Thursday, March 3, 2011

Thoughts before meeting Governor Christie

"Keep, ancient lands, your storied pomp!" cries she
With silent lips. "Give me your tired, your poor,
Your huddled masses yearning to breathe free,
The wretched refuse of your teeming shore.
Send these, the homeless, tempest-tossed to me,
I lift my lamp beside the golden door!"

Emma Lazarus, from "New Collossus"

A few cool things happened the past couple of days. At least one of our pair of red-tailed hawks that hang just north of the high school returned. I found deer tracks on the Bloomfield Green, a first, I think (though we did have a turkey feasting on acorns there a couple of years ago). And Governor Christie's coming to visit our school.

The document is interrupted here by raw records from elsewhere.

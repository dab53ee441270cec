//! Derived view state and the user-visible messages.
use crate::event::SnapshotOutcome;

/// Shown when the quote endpoint answered without a usable price.
pub const INVALID_SYMBOL_MESSAGE: &str = "Invalid stock symbol. Please try again.";
/// Shown when the quote request failed.
pub const FETCH_ERROR_MESSAGE: &str = "An error occurred. Please try again.";
/// Shown when the streaming connection failed.
pub const STREAM_ERROR_MESSAGE: &str = "WebSocket error occurred. Please try again later.";

/// What the shell renders.
///
/// `error` and `price` are independent: a trade tick never clears an error and
/// an error never clears the last price. Only starting a new fetch resets both.
#[derive(Debug, Clone, Default, PartialEq)]
pub struct ViewState {
    /// A snapshot fetch is in flight.
    pub loading: bool,
    /// Last error message, if any.
    pub error: Option<String>,
    /// Last known price from either the snapshot or a trade.
    pub price: Option<f64>,
}

impl ViewState {
    /// A fetch started: clear the previous result and show progress.
    pub fn begin_fetch(&mut self) {
        self.loading = true;
        self.error = None;
        self.price = None;
    }

    /// A fetch completed.
    pub fn apply_snapshot(&mut self, outcome: &SnapshotOutcome) {
        match outcome {
            SnapshotOutcome::Price(price) => self.price = Some(*price),
            SnapshotOutcome::InvalidSymbol => self.error = Some(INVALID_SYMBOL_MESSAGE.to_string()),
            SnapshotOutcome::Failed(_) => self.error = Some(FETCH_ERROR_MESSAGE.to_string()),
        }
        self.loading = false;
    }

    /// A trade arrived on the live stream.
    pub fn apply_trade(&mut self, price: f64) {
        self.price = Some(price);
    }

    /// The live stream failed.
    pub fn stream_failed(&mut self) {
        self.error = Some(STREAM_ERROR_MESSAGE.to_string());
    }

    /// Price line visibility: a price exists and no error is shown.
    pub fn visible_price(&self) -> Option<f64> {
        match self.error {
            Some(_) => None,
            None => self.price,
        }
    }
}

Our principal caught me in the hallway and asked if I'd like to join a few other teachers in a meeting with him.

After being assured it was not a big media event (just a get together for discussion), and that I did not have to dress up (I squeeze into my suit for funerals and weddings only these days), I said I'd be glad to be part of it so long as I could speak freely. His smile spoke volumes. "Of course."


The last first Jersey governor I met was DiFrancesco, on a beautiful but sad day in September 2001. We were waiting in the shadows of the Statue of Liberty for wounded that never came, and he came around to check on us. There wasn't much to say--the city kept burning, and we kept waiting.

I was a pediatrician then, and would be for a few more years, but I think that my decision to teach was made soon after that long day. DiFrancesco had little to say, but to be fair, there was little to be said.

There's a difference between having little to say and saying nothing.

Democracy depends on discourse. Democracy depends on trust. Democracy depends on keeping the concept of the commons alive. I keep copies of the Declaration of Independence and The Bill of Rights on the wall of our classroom.

Most of us work hard at what we do, and most of us love what we do.

So while many in my field may fantasize about moments with Governor Christie, about what they would do given the chance, I still fantasize about a functioning republic, which, of course, depends on truly public schools doing the hard work that needs to be done.

I owe it to my students, to my town, and to our republic to practice civil discourse. And I will. No matter how quaint that may sound in an age of soundbites, fury, and the "new normal."

Statue of Liberty torch photo from
My memory's had a few too many concussions:
I met Governor McGreevey at some function, and I chatted briefly with Gov. Corzine when he flew on the saqme flight as mine.
Whatever else you might think of Corzine, he flew coach, and he flew alone.